The study by Garrison and colleagues is a significant step in understanding how craving works in the brain, and it complements existing efforts leveraging other brain features and models (
4). Nonetheless, there remain some outstanding questions. Although there is much value to a generalizable model of craving across drug and favorite-food craving, there is also clear impetus to identify models specific to different types of craving when considering the potential clinical applicability of these models.

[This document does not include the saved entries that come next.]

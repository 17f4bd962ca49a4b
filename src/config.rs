use serde::Deserialize;
use std::fs;
use std::path::{Path, PathBuf};
use thiserror::Error;

pub const CONFIG_FILE: &str = ".issue-mirror.toml";
pub const DEFAULT_API_URL: &str = "https://api.github.com";
pub const DEFAULT_STORE_ROOT: &str = "jekyll-issues";

#[derive(Debug, Error)]
pub enum ConfigError {
    #[error("Failed to read config file: {0}")]
    FileRead(#[from] std::io::Error),

    #[error("Failed to parse config file: {0}")]
    Parse(#[from] toml::de::Error),
}

/// Top-level configuration loaded from .issue-mirror.toml.
/// All fields are optional, the tool works with zero config.
#[derive(Debug, Clone, Default, Deserialize)]
pub struct Config {
    #[serde(default)]
    pub github: GitHubConfig,

    #[serde(default)]
    pub store: StoreConfig,
}

#[derive(Debug, Clone, Default, Deserialize)]
pub struct GitHubConfig {
    /// GitHub API token. If None, falls back to GITHUB_TOKEN env var.
    pub token: Option<String>,
    /// API base URL, e.g. for GitHub Enterprise or a local mock.
    pub api_url: Option<String>,
}

#[derive(Debug, Clone, Default, Deserialize)]
pub struct StoreConfig {
    /// Directory that receives the issues/ tree.
    pub root: Option<PathBuf>,
}

impl Config {
    /// Load configuration from .issue-mirror.toml in the current directory.
    /// Returns default config if the file doesn't exist. GITHUB_TOKEN fills
    /// in the token when the file does not set one.
    pub fn load() -> Result<Config, ConfigError> {
        let path = Path::new(CONFIG_FILE);
        let mut config = if path.exists() {
            Self::load_from(path)?
        } else {
            Config::default()
        };

        if config.github.token.is_none() {
            if let Ok(token) = std::env::var("GITHUB_TOKEN") {
                config.github.token = Some(token);
            }
        }

        Ok(config)
    }

    pub fn load_from(path: &Path) -> Result<Config, ConfigError> {
        let contents = fs::read_to_string(path)?;
        let config = toml::from_str(&contents)?;
        Ok(config)
    }

    /// The bearer token sent with every request. Missing means empty; it is
    /// not checked locally.
    pub fn github_token(&self) -> &str {
        self.github.token.as_deref().unwrap_or_default()
    }

    pub fn api_url(&self) -> &str {
        self.github.api_url.as_deref().unwrap_or(DEFAULT_API_URL)
    }

    pub fn store_root(&self) -> PathBuf {
        self.store
            .root
            .clone()
            .unwrap_or_else(|| PathBuf::from(DEFAULT_STORE_ROOT))
    }
}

For example, to better understand how treatments work, we need to know how well a treatment targets drug cravings while still allowing for other motivated behavior, such as cravings for food. Similarly, it will be informative to identify both differences and similarities between “healthy” cravings and pathological ones. The approach by Garrison and colleagues to study adolescents and people of diverse health behavior profiles is notable in this regard, but more work is warranted, as group membership effects could not be disentangled in the present study from effects of craving type. Second, although craving is by definition a time-limited experience, methods to identify mechanisms of craving remain cross-sectional and, to date, have not identified predictors of
changes in craving, including in the Garrison et al. study. Such models can complement population-level clinical studies by providing a means to track within-person craving over time, thus enhancing the ability to monitor treatment response and disease progression. Lastly, although cue reactivity is the current gold standard for studying the clinical neurobiology of craving, it is a limited depiction of the most clinically relevant aspects of craving, such as the “behavioral intent” component of craving. Thus, future studies may benefit not only from innovative analytic methods like CPM but also from complementary types of data and experimental designs that probe additional mechanisms of craving (e.g.,
11,
12).
This innovative study moves us closer to identifying objective, reliable, and generalizable brain bases underlying the subjective experience of craving. This has important implications for our understanding of craving and its treatment. Building on these findings, research examining the composition and functional relevance of the identified brain-based connectome model will be important for more precise neurobiological understanding of craving. Moreover, applying this model in the context of longitudinal research and more comprehensive interrogation of specific craving states will be key to determining its clinical utility. This new approach has the potential to revolutionize prevention and intervention efforts for addictive behaviors.